Work instructions: Tally every line of the listing below that holds "password", then give the tally alone.

The records:
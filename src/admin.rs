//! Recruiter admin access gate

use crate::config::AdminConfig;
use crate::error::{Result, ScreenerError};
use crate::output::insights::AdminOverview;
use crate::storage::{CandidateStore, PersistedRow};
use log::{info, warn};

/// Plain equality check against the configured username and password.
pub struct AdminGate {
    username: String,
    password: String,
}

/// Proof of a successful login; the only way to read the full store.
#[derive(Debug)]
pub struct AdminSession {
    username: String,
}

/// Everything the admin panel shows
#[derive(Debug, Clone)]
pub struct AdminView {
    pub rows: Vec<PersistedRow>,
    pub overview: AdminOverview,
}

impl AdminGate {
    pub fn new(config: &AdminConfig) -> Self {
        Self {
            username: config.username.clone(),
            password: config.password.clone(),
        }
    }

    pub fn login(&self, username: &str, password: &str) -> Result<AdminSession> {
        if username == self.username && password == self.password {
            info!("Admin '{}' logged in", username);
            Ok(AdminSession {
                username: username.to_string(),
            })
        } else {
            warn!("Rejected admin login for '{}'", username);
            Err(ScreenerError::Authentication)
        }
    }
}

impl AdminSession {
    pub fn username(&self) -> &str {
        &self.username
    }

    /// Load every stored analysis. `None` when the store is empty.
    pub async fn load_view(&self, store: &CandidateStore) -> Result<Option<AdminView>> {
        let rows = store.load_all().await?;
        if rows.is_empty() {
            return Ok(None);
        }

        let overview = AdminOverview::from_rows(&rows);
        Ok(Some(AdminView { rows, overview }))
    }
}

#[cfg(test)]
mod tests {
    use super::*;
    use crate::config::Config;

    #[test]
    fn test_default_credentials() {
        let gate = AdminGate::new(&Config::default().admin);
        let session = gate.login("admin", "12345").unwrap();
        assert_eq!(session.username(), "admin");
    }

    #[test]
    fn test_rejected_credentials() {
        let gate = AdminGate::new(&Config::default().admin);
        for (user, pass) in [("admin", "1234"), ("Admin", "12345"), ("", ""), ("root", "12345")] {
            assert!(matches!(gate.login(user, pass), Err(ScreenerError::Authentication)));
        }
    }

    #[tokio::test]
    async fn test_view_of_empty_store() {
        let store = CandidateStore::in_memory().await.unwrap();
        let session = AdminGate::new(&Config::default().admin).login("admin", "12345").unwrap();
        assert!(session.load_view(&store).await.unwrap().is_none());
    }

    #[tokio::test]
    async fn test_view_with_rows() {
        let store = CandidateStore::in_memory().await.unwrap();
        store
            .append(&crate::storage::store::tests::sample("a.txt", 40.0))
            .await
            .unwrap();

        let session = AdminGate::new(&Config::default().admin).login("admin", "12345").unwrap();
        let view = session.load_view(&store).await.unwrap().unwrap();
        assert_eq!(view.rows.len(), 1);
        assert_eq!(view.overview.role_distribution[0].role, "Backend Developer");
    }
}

Reply to the task: 5